Expert witnesses are commonly used in all types of federal civil litigation, and bankruptcy court is no exception. However, according to one bankruptcy attorney, “[t]he rules and best practices applicable to expert witnesses in bankruptcy court differ in a number of respects from those in district court.” Philip Bentley, “United States: Expert Witnesses In Bankruptcy Court: Some Legal And Practice Points For Litigators,” Mondaq, May 10, 2017, at http://www.mondaq.com/unitedstates/x/592796/Insolvency+Bankruptcy/Expert+Witnesses+In+Bankruptcy+Court+Some+Legal+And+Practice+Points+For+Litigators (last visited Jan. 10, 2018). This article provides guidance for legal practitioners as to the best practices and tips to use expert witnesses in bankruptcy cases and examines some of the differences between typical federal cases and bankruptcy actions.

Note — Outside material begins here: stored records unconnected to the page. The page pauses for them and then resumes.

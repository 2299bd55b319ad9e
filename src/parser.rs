//! Line parsing and redirection classification.
//!
//! The grammar is intentionally tiny: a line is split on whitespace, and at most one
//! operator is honoured per line. Operators are searched as substrings of the raw line
//! in a fixed priority order, so `ls >>& out` is an append-both redirection even though
//! it also contains `>`, `>>` and `>&`.

use std::fmt;
use std::path::PathBuf;

/// Operators in the order they are looked for. First hit wins.
pub const OPERATORS: [Operator; 7] = [
    Operator::AppendBoth,
    Operator::Append,
    Operator::OutputBoth,
    Operator::Output,
    Operator::Input,
    Operator::PipeBoth,
    Operator::Pipe,
];

/// The single operator a line was classified by.
#[derive(Debug, Clone, Copy, PartialEq, Eq)]
pub enum Operator {
    /// `>>&`: append stdout and stderr.
    AppendBoth,
    /// `>>`: append stdout.
    Append,
    /// `>&`: write stdout and stderr.
    OutputBoth,
    /// `>`: write stdout.
    Output,
    /// `<`: read stdin from a file.
    Input,
    /// `|&`: pipe stdout and stderr.
    PipeBoth,
    /// `|`: pipe stdout.
    Pipe,
}

impl Operator {
    pub fn as_str(self) -> &'static str {
        match self {
            Operator::AppendBoth => ">>&",
            Operator::Append => ">>",
            Operator::OutputBoth => ">&",
            Operator::Output => ">",
            Operator::Input => "<",
            Operator::PipeBoth => "|&",
            Operator::Pipe => "|",
        }
    }

    pub fn is_pipe(self) -> bool {
        matches!(self, Operator::Pipe | Operator::PipeBoth)
    }

    /// Classify a raw line. Returns the highest priority operator it contains.
    pub fn classify(line: &str) -> Option<Operator> {
        OPERATORS.into_iter().find(|op| line.contains(op.as_str()))
    }
}

impl fmt::Display for Operator {
    fn fmt(&self, f: &mut fmt::Formatter<'_>) -> fmt::Result {
        f.write_str(self.as_str())
    }
}

/// Direction of a file redirection.
#[derive(Debug, Clone, Copy, PartialEq, Eq)]
pub enum Direction {
    /// Standard output (and maybe standard error) goes to the target.
    Out,
    /// Standard input is read from the target.
    In,
}

/// A redirection attached to a single command.
#[derive(Debug, Clone, PartialEq, Eq)]
pub struct Redirect {
    pub direction: Direction,
    /// Append instead of truncate. Only meaningful for [`Direction::Out`].
    pub append: bool,
    /// Redirect standard error together with standard output.
    pub both_streams: bool,
    /// The file named after the operator.
    pub target: PathBuf,
}

impl Redirect {
    fn from_operator(op: Operator, target: &str) -> Self {
        let (direction, append, both_streams) = match op {
            Operator::AppendBoth => (Direction::Out, true, true),
            Operator::Append => (Direction::Out, true, false),
            Operator::OutputBoth => (Direction::Out, false, true),
            Operator::Output => (Direction::Out, false, false),
            Operator::Input => (Direction::In, false, false),
            Operator::Pipe | Operator::PipeBoth => {
                unreachable!("pipes are not file redirections")
            }
        };
        Self {
            direction,
            append,
            both_streams,
            target: PathBuf::from(target),
        }
    }
}

/// Two commands joined by a pipe.
#[derive(Debug, Clone, PartialEq, Eq)]
pub struct PipeSpec {
    /// Left-hand command, writing into the pipe.
    pub left: Vec<String>,
    /// Right-hand command, reading from the pipe.
    pub right: Vec<String>,
    /// `|&`: stage 1's standard error is piped too.
    pub both_streams: bool,
}

/// What to do with the parsed command.
#[derive(Debug, Clone, PartialEq, Eq)]
pub enum Action {
    /// A single command, possibly with one redirection.
    Simple(Option<Redirect>),
    /// A two-stage pipeline.
    Pipe(PipeSpec),
}

/// The result of parsing one input line.
#[derive(Debug, Clone, PartialEq, Eq)]
pub struct ParsedLine {
    /// Command name and arguments with operator tokens and the background marker removed.
    pub argv: Vec<String>,
    /// A trailing `&` was present.
    pub background: bool,
    /// Copy of the arguments that preceded `&`, used when launching in the background.
    pub background_argv: Option<Vec<String>>,
    pub action: Action,
}

impl ParsedLine {
    pub fn name(&self) -> &str {
        &self.argv[0]
    }

    pub fn args(&self) -> &[String] {
        &self.argv[1..]
    }

    pub fn redirect(&self) -> Option<&Redirect> {
        match &self.action {
            Action::Simple(r) => r.as_ref(),
            Action::Pipe(_) => None,
        }
    }
}

/// Errors that can occur while turning a line into a [`ParsedLine`].
#[derive(Debug, Clone, PartialEq, Eq, thiserror::Error)]
pub enum ParseError {
    /// A redirection operator without a file name, or glued to a word.
    #[error("Missing name for redirect.")]
    MissingRedirectTarget,
    /// A pipe with an empty side, or glued to a word.
    #[error("Invalid null command.")]
    NullCommand,
}

/// Limits applied while parsing.
#[derive(Debug, Clone, Copy)]
pub struct Limits {
    /// Maximum characters per line, including the terminator slot.
    pub max_line: usize,
    /// Maximum number of whitespace separated tokens. Extra tokens are dropped.
    pub max_args: usize,
}

impl Default for Limits {
    fn default() -> Self {
        Self {
            max_line: 128,
            max_args: 16,
        }
    }
}

/// Truncate a line to what fits into the input buffer.
pub fn clamp_line(line: &str, limits: Limits) -> &str {
    let max_chars = limits.max_line.saturating_sub(1);
    match line.char_indices().nth(max_chars) {
        Some((cut, _)) => {
            log::warn!("input line longer than {max_chars} characters, truncating");
            &line[..cut]
        }
        None => line,
    }
}

/// Split a line on whitespace, keeping at most `max_args` tokens.
pub fn tokenize(line: &str, max_args: usize) -> Vec<String> {
    let mut words = line.split_whitespace();
    let tokens: Vec<String> = words.by_ref().take(max_args).map(str::to_owned).collect();
    let dropped = words.count();
    if dropped > 0 {
        log::debug!("dropped {dropped} tokens beyond the limit of {max_args}");
    }
    tokens
}

/// Parse one input line.
///
/// Returns `Ok(None)` for blank lines.
pub fn parse_line(line: &str, limits: Limits) -> Result<Option<ParsedLine>, ParseError> {
    let line = clamp_line(line.trim_end_matches(['\n', '\r']), limits);
    let operator = Operator::classify(line);
    let mut tokens = tokenize(line, limits.max_args);
    if tokens.is_empty() {
        return Ok(None);
    }

    let mut background = false;
    let mut background_argv = None;
    if tokens.last().map(String::as_str) == Some("&") {
        tokens.pop();
        background = true;
    }
    if tokens.is_empty() {
        return Err(ParseError::NullCommand);
    }

    let Some(op) = operator else {
        if background {
            background_argv = Some(tokens.clone());
        }
        return Ok(Some(ParsedLine {
            argv: tokens,
            background,
            background_argv,
            action: Action::Simple(None),
        }));
    };

    let position = tokens.iter().position(|t| t == op.as_str());
    if op.is_pipe() {
        let pos = position.ok_or(ParseError::NullCommand)?;
        let left = tokens[..pos].to_vec();
        let right = tokens[pos + 1..].to_vec();
        if left.is_empty() || right.is_empty() {
            return Err(ParseError::NullCommand);
        }
        if background {
            background_argv = Some(tokens.clone());
        }
        return Ok(Some(ParsedLine {
            argv: left.clone(),
            background,
            background_argv,
            action: Action::Pipe(PipeSpec {
                left,
                right,
                both_streams: op == Operator::PipeBoth,
            }),
        }));
    }

    let pos = position.ok_or(ParseError::MissingRedirectTarget)?;
    let target = tokens
        .get(pos + 1)
        .ok_or(ParseError::MissingRedirectTarget)?
        .clone();
    let mut argv = tokens[..pos].to_vec();
    argv.extend(tokens[pos + 2..].iter().cloned());
    if argv.is_empty() {
        return Err(ParseError::NullCommand);
    }
    if background {
        background_argv = Some(argv.clone());
    }
    Ok(Some(ParsedLine {
        argv,
        background,
        background_argv,
        action: Action::Simple(Some(Redirect::from_operator(op, &target))),
    }))
}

As a longtime bankruptcy litigator explains, some key differences between using experts in ordinary federal cases, versus bankruptcy cases are as follows:
Much bankruptcy litigation takes place not in a full-fledged lawsuit but instead in a less formal variant known as a contested matter, in which many of the Federal Rules of Civil Procedure, including those governing expert disclosure, do not apply unless the court so orders.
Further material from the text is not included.